- [What is required] In the records below, find the line holding "pub enum AppEnvironment" and the line holding "let Some(name) = value.map(|raw|". Set down both, with every line between them, exactly.

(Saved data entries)
==============================

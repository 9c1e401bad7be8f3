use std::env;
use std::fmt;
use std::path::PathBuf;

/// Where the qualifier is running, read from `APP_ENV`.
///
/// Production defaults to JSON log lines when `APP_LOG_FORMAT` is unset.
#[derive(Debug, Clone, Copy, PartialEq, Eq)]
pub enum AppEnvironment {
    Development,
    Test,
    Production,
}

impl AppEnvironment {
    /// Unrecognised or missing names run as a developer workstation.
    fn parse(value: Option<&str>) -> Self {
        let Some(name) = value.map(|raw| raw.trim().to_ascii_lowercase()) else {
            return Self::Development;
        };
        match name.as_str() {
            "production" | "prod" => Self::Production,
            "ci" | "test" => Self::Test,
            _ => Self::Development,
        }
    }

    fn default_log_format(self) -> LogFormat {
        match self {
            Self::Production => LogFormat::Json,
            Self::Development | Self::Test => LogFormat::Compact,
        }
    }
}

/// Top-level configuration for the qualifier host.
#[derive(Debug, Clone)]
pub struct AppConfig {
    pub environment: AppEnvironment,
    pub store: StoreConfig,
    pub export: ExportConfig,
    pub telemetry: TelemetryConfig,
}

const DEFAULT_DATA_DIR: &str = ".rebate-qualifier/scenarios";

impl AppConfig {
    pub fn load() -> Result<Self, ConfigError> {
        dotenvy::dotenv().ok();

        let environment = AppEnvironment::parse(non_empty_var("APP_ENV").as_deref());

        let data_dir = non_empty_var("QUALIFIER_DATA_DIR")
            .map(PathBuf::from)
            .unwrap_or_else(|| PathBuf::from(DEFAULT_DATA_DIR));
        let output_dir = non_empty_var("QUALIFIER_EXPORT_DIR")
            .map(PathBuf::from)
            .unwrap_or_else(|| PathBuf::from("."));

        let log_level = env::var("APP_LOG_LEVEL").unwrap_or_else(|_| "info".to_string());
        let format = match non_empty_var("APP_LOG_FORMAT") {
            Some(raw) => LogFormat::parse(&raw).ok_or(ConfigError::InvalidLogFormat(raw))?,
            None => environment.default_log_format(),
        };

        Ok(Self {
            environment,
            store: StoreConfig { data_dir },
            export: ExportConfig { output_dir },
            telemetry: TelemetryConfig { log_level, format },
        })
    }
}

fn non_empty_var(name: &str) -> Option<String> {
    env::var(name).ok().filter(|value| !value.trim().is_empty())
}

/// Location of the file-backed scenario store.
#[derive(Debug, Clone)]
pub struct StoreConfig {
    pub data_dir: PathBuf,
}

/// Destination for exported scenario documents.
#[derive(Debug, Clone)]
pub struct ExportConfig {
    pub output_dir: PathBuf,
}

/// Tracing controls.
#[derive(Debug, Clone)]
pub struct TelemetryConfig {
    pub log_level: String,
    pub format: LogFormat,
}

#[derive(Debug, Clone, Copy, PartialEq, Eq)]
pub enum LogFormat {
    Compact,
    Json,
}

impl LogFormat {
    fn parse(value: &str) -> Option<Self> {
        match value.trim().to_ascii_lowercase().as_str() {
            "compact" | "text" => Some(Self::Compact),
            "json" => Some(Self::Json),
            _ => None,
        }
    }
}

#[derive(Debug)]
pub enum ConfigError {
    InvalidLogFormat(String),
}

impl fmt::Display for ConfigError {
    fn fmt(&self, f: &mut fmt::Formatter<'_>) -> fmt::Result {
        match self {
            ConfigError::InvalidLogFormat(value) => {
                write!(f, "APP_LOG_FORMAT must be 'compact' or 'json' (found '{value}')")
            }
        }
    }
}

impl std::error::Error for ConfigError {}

==============================

- [Result of this exercise]
pub enum AppEnvironment {
    Development,
    Test,
    Production,
}

impl AppEnvironment {
    /// Unrecognised or missing names run as a developer workstation.
    fn parse(value: Option<&str>) -> Self {
        let Some(name) = value.map(|raw| raw.trim().to_ascii_lowercase()) else {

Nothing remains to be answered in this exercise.